In the listing that follows, how many lines include the string "rendering"? Reply with only the number.
☆ ☆ ☆
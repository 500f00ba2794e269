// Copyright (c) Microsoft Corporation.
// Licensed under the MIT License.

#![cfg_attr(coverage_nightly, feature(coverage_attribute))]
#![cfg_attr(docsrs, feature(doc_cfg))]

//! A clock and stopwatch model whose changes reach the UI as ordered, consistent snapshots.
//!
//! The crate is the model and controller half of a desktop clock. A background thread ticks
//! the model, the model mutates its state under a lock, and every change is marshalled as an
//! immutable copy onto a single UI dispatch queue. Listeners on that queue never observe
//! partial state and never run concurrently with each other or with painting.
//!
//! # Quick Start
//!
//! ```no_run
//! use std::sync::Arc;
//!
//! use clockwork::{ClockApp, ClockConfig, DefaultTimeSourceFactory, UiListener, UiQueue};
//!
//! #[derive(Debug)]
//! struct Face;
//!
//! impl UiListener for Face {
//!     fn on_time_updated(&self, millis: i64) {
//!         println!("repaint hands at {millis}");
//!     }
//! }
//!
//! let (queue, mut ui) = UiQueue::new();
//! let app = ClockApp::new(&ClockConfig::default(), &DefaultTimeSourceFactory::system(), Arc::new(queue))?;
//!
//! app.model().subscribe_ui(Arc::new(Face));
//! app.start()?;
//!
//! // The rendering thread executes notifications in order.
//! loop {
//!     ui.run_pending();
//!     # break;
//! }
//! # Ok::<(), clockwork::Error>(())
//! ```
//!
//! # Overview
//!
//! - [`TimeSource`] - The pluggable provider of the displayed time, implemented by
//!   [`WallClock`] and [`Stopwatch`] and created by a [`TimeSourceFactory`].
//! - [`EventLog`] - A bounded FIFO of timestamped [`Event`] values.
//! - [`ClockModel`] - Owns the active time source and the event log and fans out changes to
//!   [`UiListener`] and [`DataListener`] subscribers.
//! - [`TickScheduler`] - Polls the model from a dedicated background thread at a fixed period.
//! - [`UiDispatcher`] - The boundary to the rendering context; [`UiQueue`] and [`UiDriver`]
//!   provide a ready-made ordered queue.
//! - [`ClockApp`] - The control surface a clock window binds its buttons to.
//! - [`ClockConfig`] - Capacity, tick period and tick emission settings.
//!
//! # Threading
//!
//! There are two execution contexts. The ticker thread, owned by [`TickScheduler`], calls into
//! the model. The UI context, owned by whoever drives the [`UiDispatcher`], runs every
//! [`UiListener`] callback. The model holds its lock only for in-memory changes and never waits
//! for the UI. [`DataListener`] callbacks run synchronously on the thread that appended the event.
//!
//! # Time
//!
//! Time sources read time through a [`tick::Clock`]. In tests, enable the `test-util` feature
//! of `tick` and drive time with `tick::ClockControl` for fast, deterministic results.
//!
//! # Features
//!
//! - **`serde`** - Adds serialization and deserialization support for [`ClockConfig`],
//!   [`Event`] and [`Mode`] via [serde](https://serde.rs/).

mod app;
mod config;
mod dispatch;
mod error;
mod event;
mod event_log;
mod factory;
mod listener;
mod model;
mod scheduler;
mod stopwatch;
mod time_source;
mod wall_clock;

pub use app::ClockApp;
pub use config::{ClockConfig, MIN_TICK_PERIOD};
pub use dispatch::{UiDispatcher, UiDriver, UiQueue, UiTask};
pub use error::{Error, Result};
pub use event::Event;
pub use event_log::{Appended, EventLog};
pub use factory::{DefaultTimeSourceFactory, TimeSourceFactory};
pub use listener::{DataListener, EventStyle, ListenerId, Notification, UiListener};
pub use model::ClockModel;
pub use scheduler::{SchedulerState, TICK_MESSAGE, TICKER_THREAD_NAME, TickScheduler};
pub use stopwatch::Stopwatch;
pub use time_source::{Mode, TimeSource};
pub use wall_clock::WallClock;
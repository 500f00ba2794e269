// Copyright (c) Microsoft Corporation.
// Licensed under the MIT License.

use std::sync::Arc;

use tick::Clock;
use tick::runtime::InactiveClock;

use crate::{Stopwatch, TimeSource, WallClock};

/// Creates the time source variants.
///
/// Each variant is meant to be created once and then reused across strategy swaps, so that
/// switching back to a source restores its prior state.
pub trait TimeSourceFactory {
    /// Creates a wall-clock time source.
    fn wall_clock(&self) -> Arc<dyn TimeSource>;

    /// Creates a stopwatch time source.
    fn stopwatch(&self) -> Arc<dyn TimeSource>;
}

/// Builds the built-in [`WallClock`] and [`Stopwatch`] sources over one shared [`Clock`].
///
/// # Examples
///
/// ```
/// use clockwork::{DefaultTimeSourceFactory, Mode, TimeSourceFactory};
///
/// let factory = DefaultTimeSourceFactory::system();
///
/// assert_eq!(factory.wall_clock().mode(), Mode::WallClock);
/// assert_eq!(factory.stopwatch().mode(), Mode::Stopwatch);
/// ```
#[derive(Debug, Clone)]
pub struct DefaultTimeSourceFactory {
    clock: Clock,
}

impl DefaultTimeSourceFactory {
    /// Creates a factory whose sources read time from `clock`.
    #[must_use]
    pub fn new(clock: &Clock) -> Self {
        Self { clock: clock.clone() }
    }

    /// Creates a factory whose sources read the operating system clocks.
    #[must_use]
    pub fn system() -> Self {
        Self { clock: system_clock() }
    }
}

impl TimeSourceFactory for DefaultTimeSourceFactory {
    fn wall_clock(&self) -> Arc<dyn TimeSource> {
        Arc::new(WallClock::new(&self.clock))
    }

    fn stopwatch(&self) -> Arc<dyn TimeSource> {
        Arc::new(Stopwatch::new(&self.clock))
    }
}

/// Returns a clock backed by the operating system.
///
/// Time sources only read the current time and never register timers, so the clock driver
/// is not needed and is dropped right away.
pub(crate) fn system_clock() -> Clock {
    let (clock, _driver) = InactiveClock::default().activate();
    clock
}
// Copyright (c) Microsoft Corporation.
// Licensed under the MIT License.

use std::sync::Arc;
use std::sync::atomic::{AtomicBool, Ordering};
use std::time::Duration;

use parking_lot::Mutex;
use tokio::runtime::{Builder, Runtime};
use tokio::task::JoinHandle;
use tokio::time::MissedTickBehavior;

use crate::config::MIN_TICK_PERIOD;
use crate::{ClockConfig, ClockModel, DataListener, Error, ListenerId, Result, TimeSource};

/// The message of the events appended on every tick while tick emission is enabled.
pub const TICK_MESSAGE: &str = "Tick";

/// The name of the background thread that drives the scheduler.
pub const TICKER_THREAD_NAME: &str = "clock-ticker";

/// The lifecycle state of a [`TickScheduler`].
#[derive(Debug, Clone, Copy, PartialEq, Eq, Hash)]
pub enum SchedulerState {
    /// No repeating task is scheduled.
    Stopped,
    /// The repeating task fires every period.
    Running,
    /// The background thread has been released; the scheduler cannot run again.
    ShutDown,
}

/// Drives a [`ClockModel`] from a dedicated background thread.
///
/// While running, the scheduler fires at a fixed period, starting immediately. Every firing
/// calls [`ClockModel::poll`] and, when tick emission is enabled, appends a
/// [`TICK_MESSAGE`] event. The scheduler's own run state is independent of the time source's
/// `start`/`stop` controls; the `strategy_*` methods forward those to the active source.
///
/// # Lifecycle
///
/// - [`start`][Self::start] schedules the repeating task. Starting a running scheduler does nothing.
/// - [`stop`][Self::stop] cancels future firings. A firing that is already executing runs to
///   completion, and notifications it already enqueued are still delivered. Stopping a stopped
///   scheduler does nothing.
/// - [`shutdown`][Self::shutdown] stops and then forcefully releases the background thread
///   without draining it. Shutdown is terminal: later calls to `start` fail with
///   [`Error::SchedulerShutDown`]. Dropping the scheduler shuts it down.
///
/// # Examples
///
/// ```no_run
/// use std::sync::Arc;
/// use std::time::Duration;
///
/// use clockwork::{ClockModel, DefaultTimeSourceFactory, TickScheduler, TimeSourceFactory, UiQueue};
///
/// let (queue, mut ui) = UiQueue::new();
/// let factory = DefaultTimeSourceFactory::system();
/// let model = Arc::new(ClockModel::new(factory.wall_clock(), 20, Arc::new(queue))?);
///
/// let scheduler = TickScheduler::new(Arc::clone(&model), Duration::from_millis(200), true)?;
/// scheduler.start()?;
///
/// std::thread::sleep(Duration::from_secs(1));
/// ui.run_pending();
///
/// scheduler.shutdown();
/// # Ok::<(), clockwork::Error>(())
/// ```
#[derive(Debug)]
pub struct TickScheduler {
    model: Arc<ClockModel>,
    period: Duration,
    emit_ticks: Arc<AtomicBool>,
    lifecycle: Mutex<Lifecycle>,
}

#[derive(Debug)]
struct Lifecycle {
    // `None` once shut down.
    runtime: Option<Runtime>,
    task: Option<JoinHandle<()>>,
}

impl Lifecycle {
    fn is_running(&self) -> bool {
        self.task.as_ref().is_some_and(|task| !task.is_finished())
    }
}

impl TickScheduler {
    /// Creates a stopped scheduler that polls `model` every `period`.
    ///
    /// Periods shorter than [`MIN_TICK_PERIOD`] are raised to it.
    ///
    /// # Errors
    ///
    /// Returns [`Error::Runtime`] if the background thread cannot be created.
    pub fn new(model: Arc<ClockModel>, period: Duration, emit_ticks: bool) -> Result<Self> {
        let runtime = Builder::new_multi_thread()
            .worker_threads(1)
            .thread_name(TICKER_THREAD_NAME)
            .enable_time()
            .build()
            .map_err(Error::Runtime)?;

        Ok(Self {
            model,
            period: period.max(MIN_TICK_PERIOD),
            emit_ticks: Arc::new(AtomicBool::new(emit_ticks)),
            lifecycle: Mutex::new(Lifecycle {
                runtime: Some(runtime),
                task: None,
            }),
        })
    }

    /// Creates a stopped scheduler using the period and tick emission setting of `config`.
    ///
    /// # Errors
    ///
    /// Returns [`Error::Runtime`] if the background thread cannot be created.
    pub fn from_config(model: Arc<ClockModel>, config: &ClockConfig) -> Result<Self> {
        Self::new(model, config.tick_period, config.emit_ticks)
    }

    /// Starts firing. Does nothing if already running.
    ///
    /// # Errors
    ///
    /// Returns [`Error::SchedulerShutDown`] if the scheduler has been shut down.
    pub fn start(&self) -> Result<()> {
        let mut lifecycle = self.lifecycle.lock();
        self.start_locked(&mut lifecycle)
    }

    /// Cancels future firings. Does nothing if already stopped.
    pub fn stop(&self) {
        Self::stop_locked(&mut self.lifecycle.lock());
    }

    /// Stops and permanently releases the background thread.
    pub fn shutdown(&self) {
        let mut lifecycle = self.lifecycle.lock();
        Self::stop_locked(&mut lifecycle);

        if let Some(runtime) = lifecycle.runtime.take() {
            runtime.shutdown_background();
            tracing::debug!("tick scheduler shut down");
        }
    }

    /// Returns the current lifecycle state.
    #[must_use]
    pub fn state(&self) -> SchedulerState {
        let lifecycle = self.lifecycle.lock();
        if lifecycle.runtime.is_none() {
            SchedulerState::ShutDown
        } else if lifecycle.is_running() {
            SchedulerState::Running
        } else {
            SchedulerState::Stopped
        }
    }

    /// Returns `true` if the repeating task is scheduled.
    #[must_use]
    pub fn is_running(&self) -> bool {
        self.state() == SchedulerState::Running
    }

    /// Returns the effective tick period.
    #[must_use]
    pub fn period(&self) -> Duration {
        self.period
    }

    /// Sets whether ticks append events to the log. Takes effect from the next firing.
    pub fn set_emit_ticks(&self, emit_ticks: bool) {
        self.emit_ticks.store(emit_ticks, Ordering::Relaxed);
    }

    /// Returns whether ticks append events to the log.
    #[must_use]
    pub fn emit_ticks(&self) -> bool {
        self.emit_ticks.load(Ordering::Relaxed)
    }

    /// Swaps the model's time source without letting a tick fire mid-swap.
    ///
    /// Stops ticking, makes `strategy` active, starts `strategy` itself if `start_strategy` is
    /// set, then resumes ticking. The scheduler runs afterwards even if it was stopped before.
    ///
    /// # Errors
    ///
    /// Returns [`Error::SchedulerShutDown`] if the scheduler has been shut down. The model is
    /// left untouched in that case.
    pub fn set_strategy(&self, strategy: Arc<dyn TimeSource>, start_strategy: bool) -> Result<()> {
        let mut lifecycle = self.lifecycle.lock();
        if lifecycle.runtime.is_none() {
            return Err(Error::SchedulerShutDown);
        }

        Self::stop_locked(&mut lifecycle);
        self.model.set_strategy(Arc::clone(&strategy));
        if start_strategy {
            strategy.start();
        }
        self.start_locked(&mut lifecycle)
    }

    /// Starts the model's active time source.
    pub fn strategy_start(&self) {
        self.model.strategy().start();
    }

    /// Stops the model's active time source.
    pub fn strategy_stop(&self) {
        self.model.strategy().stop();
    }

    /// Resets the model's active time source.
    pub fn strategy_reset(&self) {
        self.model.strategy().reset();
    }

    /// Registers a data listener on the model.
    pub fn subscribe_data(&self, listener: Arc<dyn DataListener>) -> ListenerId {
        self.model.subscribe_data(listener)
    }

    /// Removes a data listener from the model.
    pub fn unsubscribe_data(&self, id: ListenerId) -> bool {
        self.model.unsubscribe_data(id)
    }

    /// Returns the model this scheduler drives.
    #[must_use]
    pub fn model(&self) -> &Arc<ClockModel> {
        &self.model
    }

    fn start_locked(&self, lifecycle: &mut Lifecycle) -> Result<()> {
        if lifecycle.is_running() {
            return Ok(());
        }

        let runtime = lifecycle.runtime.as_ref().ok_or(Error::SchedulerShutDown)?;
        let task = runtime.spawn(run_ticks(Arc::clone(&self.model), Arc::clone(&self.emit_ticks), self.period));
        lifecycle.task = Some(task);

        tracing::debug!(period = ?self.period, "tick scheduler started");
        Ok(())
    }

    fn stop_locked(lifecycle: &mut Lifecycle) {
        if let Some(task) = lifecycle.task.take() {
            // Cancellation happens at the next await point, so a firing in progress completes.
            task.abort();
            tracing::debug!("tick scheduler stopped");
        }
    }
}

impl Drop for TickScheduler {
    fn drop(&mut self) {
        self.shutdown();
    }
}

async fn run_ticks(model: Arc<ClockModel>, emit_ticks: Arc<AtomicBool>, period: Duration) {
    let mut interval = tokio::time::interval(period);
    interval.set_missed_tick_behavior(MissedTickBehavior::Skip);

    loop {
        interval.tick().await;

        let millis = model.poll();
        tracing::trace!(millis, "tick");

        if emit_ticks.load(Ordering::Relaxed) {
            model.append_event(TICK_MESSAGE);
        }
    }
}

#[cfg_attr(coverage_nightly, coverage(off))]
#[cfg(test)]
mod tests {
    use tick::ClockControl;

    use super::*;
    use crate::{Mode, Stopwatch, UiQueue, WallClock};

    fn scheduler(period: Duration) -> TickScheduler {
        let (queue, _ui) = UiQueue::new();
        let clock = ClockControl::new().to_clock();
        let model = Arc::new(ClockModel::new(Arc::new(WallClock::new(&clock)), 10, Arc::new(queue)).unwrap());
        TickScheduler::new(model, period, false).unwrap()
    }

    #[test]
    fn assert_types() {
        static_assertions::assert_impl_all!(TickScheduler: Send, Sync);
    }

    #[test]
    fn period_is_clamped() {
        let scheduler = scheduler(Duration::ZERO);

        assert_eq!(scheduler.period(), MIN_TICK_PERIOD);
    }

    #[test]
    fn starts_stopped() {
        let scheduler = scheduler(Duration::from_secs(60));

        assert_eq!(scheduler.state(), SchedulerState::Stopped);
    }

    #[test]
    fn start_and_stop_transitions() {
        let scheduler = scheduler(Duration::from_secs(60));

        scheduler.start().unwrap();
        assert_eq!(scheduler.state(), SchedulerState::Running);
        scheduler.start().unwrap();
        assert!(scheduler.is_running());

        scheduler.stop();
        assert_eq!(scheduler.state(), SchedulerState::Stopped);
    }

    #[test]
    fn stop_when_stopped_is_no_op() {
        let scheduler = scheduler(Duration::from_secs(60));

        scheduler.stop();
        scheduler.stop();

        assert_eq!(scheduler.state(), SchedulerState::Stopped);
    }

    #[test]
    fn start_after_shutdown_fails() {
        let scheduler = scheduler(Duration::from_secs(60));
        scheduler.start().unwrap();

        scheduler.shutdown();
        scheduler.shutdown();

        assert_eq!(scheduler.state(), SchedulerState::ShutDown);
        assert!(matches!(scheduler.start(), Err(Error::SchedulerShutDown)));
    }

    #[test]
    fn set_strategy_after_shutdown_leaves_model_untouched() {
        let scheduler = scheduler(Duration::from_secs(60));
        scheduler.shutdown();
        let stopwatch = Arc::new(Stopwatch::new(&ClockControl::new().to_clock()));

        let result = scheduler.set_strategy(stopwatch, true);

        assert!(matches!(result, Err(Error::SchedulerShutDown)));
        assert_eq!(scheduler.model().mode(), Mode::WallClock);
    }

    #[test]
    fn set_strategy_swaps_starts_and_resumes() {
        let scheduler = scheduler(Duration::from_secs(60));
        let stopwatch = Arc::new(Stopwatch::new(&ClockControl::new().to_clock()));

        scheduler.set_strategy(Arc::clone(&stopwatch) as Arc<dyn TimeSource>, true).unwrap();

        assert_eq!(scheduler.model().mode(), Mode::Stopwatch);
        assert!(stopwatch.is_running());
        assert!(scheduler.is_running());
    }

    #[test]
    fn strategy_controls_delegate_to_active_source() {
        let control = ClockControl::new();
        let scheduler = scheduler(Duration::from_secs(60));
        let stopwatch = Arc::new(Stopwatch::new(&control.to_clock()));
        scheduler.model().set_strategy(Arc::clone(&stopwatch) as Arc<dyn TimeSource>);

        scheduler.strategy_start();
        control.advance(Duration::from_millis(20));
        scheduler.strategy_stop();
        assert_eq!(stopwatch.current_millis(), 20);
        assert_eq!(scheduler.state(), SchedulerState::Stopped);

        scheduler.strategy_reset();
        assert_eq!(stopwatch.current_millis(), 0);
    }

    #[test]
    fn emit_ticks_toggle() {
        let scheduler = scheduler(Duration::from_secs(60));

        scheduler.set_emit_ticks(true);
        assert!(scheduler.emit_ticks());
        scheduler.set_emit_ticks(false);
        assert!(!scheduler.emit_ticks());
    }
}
☆ ☆ ☆
Response to the task:
2